Bone, Joint and Muscle Conditions
Treatment for Knee and Kneecap Problems
We emphasize physical therapy and home exercise programs for most cases of kneecap pain. These programs strengthen muscles around the knee so that the kneecap stays in place.
Exercises to strengthen the medial quadriceps muscle are especially important to treating kneecap problems successfully. When this muscle is strong, it helps keep the kneecap tracking correctly.
Surgery for Knee and Kneecap Problems
Children may benefit from surgery to help line up the knees and lower legs if:
- They are severely knock-kneed.
- Their kneecaps tend to slide out of joint (dislocate).
There are a number of surgical approaches to treating kneecaps that tend to dislocate:
- For children who are knock-kneed, temporarily placing staples in the medial growth plate
at the lower end of the thighbone can correct the problem.

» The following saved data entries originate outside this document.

// SPDX-License-Identifier: AGPL-3.0-or-later
// Copyright (C) 2026 Vallés Puig, Ramon

//! Year / day-of-year handling.
//!
//! Day of year (DOY) is the 1-based ordinal of a date within its Gregorian
//! year, as used in RINEX file names and headers.

use chrono::{Datelike, Days, NaiveDate};
use std::fmt;

#[cfg(feature = "serde")]
use serde::{Deserialize, Serialize};

use crate::error::{CalendarError, Result};

/// A calendar year together with a 1-based day of year.
#[derive(Debug, Copy, Clone, PartialEq, Eq, PartialOrd, Ord, Hash)]
#[cfg_attr(feature = "serde", derive(Serialize, Deserialize))]
pub struct YearDoy {
    pub year: i32,
    pub day_of_year: u32,
}

impl YearDoy {
    #[inline]
    pub const fn new(year: i32, day_of_year: u32) -> Self {
        Self { year, day_of_year }
    }

    /// Year and day of year of `date`.
    #[inline]
    pub fn from_date(date: NaiveDate) -> Self {
        Self::new(date.year(), date.ordinal())
    }

    /// The date this pair denotes; see [`year_doy_to_date`].
    pub fn to_date(&self) -> Result<NaiveDate> {
        // Anything past i32::MAX days overflows the calendar either way.
        let doy = i32::try_from(self.day_of_year).unwrap_or(i32::MAX);
        year_doy_to_date(self.year, doy)
    }
}

impl fmt::Display for YearDoy {
    fn fmt(&self, f: &mut fmt::Formatter<'_>) -> fmt::Result {
        write!(f, "{}, {:03}", self.year, self.day_of_year)
    }
}

impl From<YearDoy> for (i32, u32) {
    #[inline]
    fn from(value: YearDoy) -> Self {
        (value.year, value.day_of_year)
    }
}

/// Expand a two-digit year: `00..=79` → 2000s, `80..=99` → 1900s.
///
/// Years outside `0..100` are returned unchanged.
#[inline]
pub const fn normalize_two_digit_year(year: i32) -> i32 {
    match year {
        0..=79 => year + 2000,
        80..=99 => year + 1900,
        _ => year,
    }
}

/// Day of year of `date`, January 1 being day 1.
///
/// ```
/// use chrono::NaiveDate;
/// use gnsscal::date_to_doy;
///
/// assert_eq!(date_to_doy(NaiveDate::from_ymd_opt(2017, 5, 17).unwrap()), 137);
/// ```
#[inline]
pub fn date_to_doy(date: NaiveDate) -> u32 {
    date.ordinal()
}

/// Year and day of year of `date`.
#[inline]
pub fn date_to_year_doy(date: NaiveDate) -> YearDoy {
    YearDoy::from_date(date)
}

/// Date that is `day_of_year - 1` days after January 1 of `year`.
///
/// Two-digit years are expanded with [`normalize_two_digit_year`]. The day
/// of year is not checked against the length of the year: day 366 of a
/// common year is January 1 of the following year.
///
/// Fails with [`CalendarError::InvalidYearDoy`] when `year < 0` or
/// `day_of_year < 1`.
///
/// ```
/// use chrono::NaiveDate;
/// use gnsscal::year_doy_to_date;
///
/// assert_eq!(year_doy_to_date(2017, 137).unwrap(), NaiveDate::from_ymd_opt(2017, 5, 17).unwrap());
/// assert_eq!(year_doy_to_date(17, 1).unwrap(), NaiveDate::from_ymd_opt(2017, 1, 1).unwrap());
/// ```
pub fn year_doy_to_date(year: i32, day_of_year: i32) -> Result<NaiveDate> {
    if year < 0 || day_of_year < 1 {
        return Err(CalendarError::InvalidYearDoy { year, day_of_year });
    }
    let year = normalize_two_digit_year(year);
    let first_day = NaiveDate::from_ymd_opt(year, 1, 1)
        .ok_or(CalendarError::InvalidYearDoy { year, day_of_year })?;
    add_days(first_day, i64::from(day_of_year) - 1)
}

/// `base + days`, for a non-negative `days`.
pub(crate) fn add_days(base: NaiveDate, days: i64) -> Result<NaiveDate> {
    u64::try_from(days)
        .ok()
        .and_then(|d| base.checked_add_days(Days::new(d)))
        .ok_or(CalendarError::DateOverflow { base, days })
}

#[cfg(test)]
mod tests {
    use super::*;

    fn ymd(y: i32, m: u32, d: u32) -> NaiveDate {
        NaiveDate::from_ymd_opt(y, m, d).unwrap()
    }

    #[test]
    fn doy_of_known_dates() {
        assert_eq!(date_to_doy(ymd(2017, 5, 17)), 137);
        assert_eq!(date_to_doy(ymd(2017, 1, 1)), 1);
        assert_eq!(date_to_doy(ymd(2017, 12, 31)), 365);
        assert_eq!(date_to_doy(ymd(2016, 12, 31)), 366);
    }

    #[test]
    fn year_doy_of_date() {
        let ydoy = date_to_year_doy(ymd(2017, 5, 17));
        assert_eq!(ydoy, YearDoy::new(2017, 137));
        assert_eq!(<(i32, u32)>::from(ydoy), (2017, 137));
        assert_eq!(ydoy.to_string(), "2017, 137");
        assert_eq!(YearDoy::new(2020, 5).to_string(), "2020, 005");
    }

    #[test]
    fn year_doy_to_date_known() {
        assert_eq!(year_doy_to_date(2017, 137).unwrap(), ymd(2017, 5, 17));
        assert_eq!(year_doy_to_date(2016, 366).unwrap(), ymd(2016, 12, 31));
    }

    #[test]
    fn two_digit_years_are_expanded() {
        assert_eq!(year_doy_to_date(17, 1).unwrap(), ymd(2017, 1, 1));
        assert_eq!(year_doy_to_date(85, 1).unwrap(), ymd(1985, 1, 1));
        assert_eq!(year_doy_to_date(0, 1).unwrap(), ymd(2000, 1, 1));
        assert_eq!(year_doy_to_date(79, 1).unwrap(), ymd(2079, 1, 1));
        assert_eq!(year_doy_to_date(80, 1).unwrap(), ymd(1980, 1, 1));
        assert_eq!(year_doy_to_date(99, 1).unwrap(), ymd(1999, 1, 1));
        assert_eq!(year_doy_to_date(100, 1).unwrap(), ymd(100, 1, 1));
    }

    #[test]
    fn invalid_year_or_doy_is_rejected() {
        for (year, doy) in [(1991, 0), (-1, 1), (-1, 0), (2017, -5)] {
            assert_eq!(
                year_doy_to_date(year, doy),
                Err(CalendarError::InvalidYearDoy {
                    year,
                    day_of_year: doy
                })
            );
        }
    }

    // Day of year is not bounded by the year length; it rolls over.
    #[test]
    fn day_past_year_end_rolls_into_next_year() {
        assert_eq!(year_doy_to_date(2017, 366).unwrap(), ymd(2018, 1, 1));
        assert_eq!(year_doy_to_date(2017, 400).unwrap(), ymd(2018, 2, 4));
    }

    #[test]
    fn year_doy_roundtrip_over_a_leap_year() {
        for doy in 1..=366 {
            let date = year_doy_to_date(2020, doy).unwrap();
            assert_eq!(date_to_year_doy(date), YearDoy::new(2020, doy as u32));
            assert_eq!(YearDoy::from_date(date).to_date().unwrap(), date);
        }
    }

    #[test]
    fn add_days_overflow() {
        assert!(matches!(
            add_days(NaiveDate::MAX, 1),
            Err(CalendarError::DateOverflow { .. })
        ));
        assert!(add_days(ymd(2000, 1, 1), -1).is_err());
    }
}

This procedure lets the outer growth plates grow while pinching the inner growth plates. This tends to straighten legs over time and improve the kneecap's tracking.
- Older children may benefit from an operation that ties the kneecap down to the inner side of the knee. This keeps it from sliding to the side.

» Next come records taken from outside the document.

// SPDX-License-Identifier: AGPL-3.0-or-later
// Copyright (C) 2026 Vallés Puig, Ramon

//! FFI bindings for GPS and BDS week / day of week.

use gnsscal::{
    bds_week_to_gps_week, bds_weekday_to_date, date_to_bds_weekday, date_to_gps_weekday,
    gps_week_to_bds_week, gps_weekday_to_date, WeekDay,
};

use crate::calendar::GnssCalDate;
use crate::error::GnssCalStatus;
use crate::store;

/// Week and day of week (0..=6) for C interop.
#[repr(C)]
#[derive(Debug, Clone, Copy, PartialEq, Eq)]
pub struct GnssCalWeekDay {
    pub week: i64,
    pub day_of_week: u8,
}

impl From<WeekDay> for GnssCalWeekDay {
    fn from(value: WeekDay) -> Self {
        Self {
            week: value.week(),
            day_of_week: value.day_of_week(),
        }
    }
}

// ═══════════════════════════════════════════════════════════════════════════
// Date → week
// ═══════════════════════════════════════════════════════════════════════════

/// GPS week and day of week of `date`. Returns EpochOrdering before 1980-01-06.
///
/// # Safety
/// `out` must be a valid, writable pointer to `GnssCalWeekDay`.
#[no_mangle]
pub unsafe extern "C" fn gnsscal_date_to_gps_weekday(
    date: GnssCalDate,
    out: *mut GnssCalWeekDay,
) -> GnssCalStatus {
    catch_panic!(GnssCalStatus::Internal, {
        if out.is_null() {
            return GnssCalStatus::NullPointer;
        }
        match date.into_chrono() {
            Some(d) => {
                let week =
                    date_to_gps_weekday(d).map(|w| GnssCalWeekDay::from(WeekDay::from(w)));
                unsafe { store(out, week) }
            }
            None => GnssCalStatus::InvalidDate,
        }
    })
}

/// BDS week and day of week of `date`. Returns EpochOrdering before 2006-01-01.
///
/// # Safety
/// `out` must be a valid, writable pointer to `GnssCalWeekDay`.
#[no_mangle]
pub unsafe extern "C" fn gnsscal_date_to_bds_weekday(
    date: GnssCalDate,
    out: *mut GnssCalWeekDay,
) -> GnssCalStatus {
    catch_panic!(GnssCalStatus::Internal, {
        if out.is_null() {
            return GnssCalStatus::NullPointer;
        }
        match date.into_chrono() {
            Some(d) => {
                let week =
                    date_to_bds_weekday(d).map(|w| GnssCalWeekDay::from(WeekDay::from(w)));
                unsafe { store(out, week) }
            }
            None => GnssCalStatus::InvalidDate,
        }
    })
}

// ═══════════════════════════════════════════════════════════════════════════
// Week → date
// ═══════════════════════════════════════════════════════════════════════════

/// Calendar date of GPS `week`, day `day_of_week`.
///
/// # Safety
/// `out` must be a valid, writable pointer to `GnssCalDate`.
#[no_mangle]
pub unsafe extern "C" fn gnsscal_gps_weekday_to_date(
    week: i64,
    day_of_week: i64,
    out: *mut GnssCalDate,
) -> GnssCalStatus {
    catch_panic!(GnssCalStatus::Internal, {
        let date = gps_weekday_to_date(week, day_of_week).map(GnssCalDate::from_chrono);
        unsafe { store(out, date) }
    })
}

/// Calendar date of BDS `week`, day `day_of_week`.
///
/// # Safety
/// `out` must be a valid, writable pointer to `GnssCalDate`.
#[no_mangle]
pub unsafe extern "C" fn gnsscal_bds_weekday_to_date(
    week: i64,
    day_of_week: i64,
    out: *mut GnssCalDate,
) -> GnssCalStatus {
    catch_panic!(GnssCalStatus::Internal, {
        let date = bds_weekday_to_date(week, day_of_week).map(GnssCalDate::from_chrono);
        unsafe { store(out, date) }
    })
}

// ═══════════════════════════════════════════════════════════════════════════
// Week ↔ week
// ═══════════════════════════════════════════════════════════════════════════

/// BDS week containing day 0 of GPS `week`.
///
/// # Safety
/// `out` must be a valid, writable pointer to `i64`.
#[no_mangle]
pub unsafe extern "C" fn gnsscal_gps_week_to_bds_week(week: i64, out: *mut i64) -> GnssCalStatus {
    catch_panic!(GnssCalStatus::Internal, {
        unsafe { store(out, gps_week_to_bds_week(week)) }
    })
}

/// GPS week containing day 0 of BDS `week`.
///
/// # Safety
/// `out` must be a valid, writable pointer to `i64`.
#[no_mangle]
pub unsafe extern "C" fn gnsscal_bds_week_to_gps_week(week: i64, out: *mut i64) -> GnssCalStatus {
    catch_panic!(GnssCalStatus::Internal, {
        unsafe { store(out, bds_week_to_gps_week(week)) }
    })
}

- Another option is to move the attachment of the kneecap to the shinbone so that the kneecap tracks better.
Surgery also may be the best treatment if your child has dislocated the kneecap and injured the cartilage covering the joint.
In this operation, the doctor tries to re-attach cartilage and bone where the dislocating kneecap has knocked them out of place. This surgery is usually minimally invasive. It is done with small instruments inserted through smaller cuts than traditional techniques.